Wherever the string "entry" turns up in the data, copy the whole line.

[INPUT DATA Boundary: Start]

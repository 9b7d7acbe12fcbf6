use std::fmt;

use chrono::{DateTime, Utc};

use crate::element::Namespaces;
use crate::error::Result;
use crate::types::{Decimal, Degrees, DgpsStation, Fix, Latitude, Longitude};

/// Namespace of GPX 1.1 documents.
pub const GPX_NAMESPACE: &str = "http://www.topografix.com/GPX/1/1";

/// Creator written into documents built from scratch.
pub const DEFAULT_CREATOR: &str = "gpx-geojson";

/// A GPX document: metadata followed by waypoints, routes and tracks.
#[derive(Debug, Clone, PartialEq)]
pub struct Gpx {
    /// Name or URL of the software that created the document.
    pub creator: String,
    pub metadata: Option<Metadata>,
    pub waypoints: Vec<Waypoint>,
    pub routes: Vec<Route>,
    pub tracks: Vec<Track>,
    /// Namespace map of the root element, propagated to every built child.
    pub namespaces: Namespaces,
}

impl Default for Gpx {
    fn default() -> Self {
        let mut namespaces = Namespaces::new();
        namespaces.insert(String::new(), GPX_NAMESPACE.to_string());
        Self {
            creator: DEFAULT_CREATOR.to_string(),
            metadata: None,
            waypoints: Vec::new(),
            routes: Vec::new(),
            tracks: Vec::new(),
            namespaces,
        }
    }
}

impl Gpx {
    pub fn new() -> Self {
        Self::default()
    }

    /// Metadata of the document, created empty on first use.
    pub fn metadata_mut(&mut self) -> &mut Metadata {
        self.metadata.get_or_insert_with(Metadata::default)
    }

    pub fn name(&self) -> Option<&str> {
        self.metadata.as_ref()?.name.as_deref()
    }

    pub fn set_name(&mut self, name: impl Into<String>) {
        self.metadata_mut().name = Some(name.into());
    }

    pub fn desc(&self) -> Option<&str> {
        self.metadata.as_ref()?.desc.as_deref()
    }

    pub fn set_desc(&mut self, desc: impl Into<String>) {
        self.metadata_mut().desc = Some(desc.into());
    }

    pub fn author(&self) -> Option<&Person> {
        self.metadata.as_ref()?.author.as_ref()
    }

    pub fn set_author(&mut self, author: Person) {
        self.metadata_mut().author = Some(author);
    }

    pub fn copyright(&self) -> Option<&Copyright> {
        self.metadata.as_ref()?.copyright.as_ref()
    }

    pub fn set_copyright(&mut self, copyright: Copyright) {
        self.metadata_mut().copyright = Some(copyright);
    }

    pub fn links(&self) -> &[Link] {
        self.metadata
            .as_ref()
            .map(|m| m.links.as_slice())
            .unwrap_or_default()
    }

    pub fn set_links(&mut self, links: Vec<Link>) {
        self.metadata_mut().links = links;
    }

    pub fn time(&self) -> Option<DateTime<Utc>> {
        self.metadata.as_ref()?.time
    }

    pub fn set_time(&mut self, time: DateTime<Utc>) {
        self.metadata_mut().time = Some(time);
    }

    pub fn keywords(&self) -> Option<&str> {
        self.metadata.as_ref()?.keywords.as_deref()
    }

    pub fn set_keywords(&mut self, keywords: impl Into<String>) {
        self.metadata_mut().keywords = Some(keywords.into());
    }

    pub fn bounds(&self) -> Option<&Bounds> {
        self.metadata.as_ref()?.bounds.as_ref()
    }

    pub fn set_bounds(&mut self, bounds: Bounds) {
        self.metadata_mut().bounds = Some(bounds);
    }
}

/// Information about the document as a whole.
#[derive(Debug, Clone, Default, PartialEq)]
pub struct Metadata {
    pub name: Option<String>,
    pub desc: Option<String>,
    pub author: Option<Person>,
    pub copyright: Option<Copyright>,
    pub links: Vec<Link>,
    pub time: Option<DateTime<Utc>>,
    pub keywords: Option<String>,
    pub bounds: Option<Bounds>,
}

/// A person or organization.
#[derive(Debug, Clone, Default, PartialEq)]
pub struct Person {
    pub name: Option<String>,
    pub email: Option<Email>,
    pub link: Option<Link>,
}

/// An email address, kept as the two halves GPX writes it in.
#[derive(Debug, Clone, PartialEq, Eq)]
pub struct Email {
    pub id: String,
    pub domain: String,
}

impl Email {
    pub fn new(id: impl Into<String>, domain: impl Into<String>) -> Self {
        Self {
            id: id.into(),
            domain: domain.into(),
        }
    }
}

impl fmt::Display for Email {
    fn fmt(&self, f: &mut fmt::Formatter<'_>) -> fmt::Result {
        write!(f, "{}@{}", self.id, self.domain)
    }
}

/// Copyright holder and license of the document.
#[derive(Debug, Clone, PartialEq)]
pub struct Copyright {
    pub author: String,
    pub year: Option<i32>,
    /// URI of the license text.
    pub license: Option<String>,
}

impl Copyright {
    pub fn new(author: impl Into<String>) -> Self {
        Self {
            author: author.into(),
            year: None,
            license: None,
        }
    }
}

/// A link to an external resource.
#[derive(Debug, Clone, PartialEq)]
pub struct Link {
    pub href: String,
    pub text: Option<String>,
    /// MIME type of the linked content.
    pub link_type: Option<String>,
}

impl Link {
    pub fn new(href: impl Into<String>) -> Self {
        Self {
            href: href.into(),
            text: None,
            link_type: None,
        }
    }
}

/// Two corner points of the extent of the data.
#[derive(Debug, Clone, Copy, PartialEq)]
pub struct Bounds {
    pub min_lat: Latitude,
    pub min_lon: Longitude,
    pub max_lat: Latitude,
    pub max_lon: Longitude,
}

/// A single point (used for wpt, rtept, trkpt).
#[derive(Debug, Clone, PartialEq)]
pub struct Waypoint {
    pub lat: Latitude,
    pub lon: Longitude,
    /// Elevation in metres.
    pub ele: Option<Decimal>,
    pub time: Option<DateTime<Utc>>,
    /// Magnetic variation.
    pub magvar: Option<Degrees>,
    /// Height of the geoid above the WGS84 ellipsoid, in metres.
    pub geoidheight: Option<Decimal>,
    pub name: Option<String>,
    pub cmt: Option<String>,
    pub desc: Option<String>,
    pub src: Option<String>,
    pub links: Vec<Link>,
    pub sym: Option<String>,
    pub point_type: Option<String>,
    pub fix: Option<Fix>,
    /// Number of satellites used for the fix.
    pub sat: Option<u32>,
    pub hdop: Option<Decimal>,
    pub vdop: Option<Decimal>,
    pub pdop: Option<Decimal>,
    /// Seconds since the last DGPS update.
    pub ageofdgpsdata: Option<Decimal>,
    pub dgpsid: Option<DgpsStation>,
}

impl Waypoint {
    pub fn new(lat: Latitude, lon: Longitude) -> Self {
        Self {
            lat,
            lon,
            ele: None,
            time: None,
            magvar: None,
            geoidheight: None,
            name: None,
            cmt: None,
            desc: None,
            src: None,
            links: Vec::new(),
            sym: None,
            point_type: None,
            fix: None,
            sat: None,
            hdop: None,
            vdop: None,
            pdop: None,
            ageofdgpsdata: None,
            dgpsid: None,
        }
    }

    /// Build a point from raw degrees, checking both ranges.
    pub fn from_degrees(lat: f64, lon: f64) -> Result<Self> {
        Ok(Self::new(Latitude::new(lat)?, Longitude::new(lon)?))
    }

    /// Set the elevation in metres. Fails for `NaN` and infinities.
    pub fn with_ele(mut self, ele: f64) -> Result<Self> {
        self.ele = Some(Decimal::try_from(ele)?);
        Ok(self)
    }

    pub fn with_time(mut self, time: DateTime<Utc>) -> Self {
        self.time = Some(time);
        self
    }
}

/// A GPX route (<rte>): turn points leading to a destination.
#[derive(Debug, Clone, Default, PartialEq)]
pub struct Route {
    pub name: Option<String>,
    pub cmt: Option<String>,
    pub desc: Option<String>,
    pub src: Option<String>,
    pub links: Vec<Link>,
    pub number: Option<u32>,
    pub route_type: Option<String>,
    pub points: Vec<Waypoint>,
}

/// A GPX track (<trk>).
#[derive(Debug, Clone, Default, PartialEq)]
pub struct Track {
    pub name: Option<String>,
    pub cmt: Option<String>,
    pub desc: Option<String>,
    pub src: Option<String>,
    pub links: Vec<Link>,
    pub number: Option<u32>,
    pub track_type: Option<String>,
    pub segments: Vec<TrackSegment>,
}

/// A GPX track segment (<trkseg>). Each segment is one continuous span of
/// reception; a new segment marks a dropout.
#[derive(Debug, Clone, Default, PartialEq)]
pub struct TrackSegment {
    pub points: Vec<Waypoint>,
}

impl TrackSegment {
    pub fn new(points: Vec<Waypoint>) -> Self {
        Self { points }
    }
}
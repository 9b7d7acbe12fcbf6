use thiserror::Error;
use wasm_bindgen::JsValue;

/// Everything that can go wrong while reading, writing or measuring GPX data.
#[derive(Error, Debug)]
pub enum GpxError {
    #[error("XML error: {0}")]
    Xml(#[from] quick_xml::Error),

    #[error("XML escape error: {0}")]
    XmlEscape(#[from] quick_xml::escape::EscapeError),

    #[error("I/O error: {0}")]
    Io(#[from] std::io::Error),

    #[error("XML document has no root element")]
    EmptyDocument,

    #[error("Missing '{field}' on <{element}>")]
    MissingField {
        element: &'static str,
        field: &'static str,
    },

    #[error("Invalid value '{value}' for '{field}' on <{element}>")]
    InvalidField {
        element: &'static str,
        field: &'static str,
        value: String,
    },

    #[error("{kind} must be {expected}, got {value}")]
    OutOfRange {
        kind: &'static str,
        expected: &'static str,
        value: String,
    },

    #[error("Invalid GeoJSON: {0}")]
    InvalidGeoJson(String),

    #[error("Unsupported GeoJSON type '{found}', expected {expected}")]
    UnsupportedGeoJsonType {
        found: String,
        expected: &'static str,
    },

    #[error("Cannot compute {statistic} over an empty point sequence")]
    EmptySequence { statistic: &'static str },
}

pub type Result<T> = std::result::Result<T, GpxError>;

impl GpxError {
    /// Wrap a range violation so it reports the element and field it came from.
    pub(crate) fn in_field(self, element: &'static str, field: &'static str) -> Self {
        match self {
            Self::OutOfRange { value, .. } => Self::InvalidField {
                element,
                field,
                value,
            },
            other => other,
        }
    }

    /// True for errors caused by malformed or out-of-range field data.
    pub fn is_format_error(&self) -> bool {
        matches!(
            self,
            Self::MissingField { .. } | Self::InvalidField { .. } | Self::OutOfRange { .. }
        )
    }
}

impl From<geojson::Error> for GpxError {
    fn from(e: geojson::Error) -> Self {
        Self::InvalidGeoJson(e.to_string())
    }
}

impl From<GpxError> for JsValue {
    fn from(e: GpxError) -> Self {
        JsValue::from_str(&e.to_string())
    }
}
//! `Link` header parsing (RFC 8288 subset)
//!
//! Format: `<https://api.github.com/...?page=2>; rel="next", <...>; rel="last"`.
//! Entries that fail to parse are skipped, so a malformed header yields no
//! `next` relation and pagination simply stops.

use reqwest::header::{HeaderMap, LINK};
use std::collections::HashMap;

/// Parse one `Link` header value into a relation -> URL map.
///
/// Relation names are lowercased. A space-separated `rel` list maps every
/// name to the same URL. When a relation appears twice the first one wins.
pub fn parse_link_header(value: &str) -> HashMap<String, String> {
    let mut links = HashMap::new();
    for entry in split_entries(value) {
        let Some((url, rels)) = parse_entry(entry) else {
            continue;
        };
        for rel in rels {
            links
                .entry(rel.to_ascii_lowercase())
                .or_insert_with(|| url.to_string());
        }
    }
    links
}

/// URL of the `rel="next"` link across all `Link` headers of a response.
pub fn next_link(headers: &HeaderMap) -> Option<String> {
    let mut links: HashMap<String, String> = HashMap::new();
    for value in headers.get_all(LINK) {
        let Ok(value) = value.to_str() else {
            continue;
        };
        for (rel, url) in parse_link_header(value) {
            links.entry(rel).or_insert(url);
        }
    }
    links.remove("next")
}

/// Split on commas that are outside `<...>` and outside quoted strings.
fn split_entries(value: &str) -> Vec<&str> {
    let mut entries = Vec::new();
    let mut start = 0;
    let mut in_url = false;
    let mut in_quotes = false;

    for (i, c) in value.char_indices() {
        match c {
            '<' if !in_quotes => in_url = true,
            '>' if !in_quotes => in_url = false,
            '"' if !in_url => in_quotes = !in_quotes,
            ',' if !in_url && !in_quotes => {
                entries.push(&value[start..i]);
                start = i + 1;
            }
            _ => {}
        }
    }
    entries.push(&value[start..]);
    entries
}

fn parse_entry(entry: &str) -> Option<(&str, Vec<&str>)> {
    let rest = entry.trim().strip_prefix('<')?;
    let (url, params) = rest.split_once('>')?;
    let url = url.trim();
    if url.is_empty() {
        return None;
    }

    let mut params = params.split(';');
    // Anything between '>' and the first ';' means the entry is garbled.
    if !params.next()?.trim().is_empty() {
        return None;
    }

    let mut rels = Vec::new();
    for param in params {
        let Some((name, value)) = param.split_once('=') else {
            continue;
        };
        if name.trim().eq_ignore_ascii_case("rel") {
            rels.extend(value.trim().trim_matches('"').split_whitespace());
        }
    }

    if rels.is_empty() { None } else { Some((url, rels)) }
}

[INPUT DATA Boundary: End]

> [RESPONSE TO THE EXERCISE]
    for entry in split_entries(value) {
        let Some((url, rels)) = parse_entry(entry) else {
                .entry(rel.to_ascii_lowercase())
            links.entry(rel).or_insert(url);
fn parse_entry(entry: &str) -> Option<(&str, Vec<&str>)> {
    let rest = entry.trim().strip_prefix('<')?;
    // Anything between '>' and the first ';' means the entry is garbled.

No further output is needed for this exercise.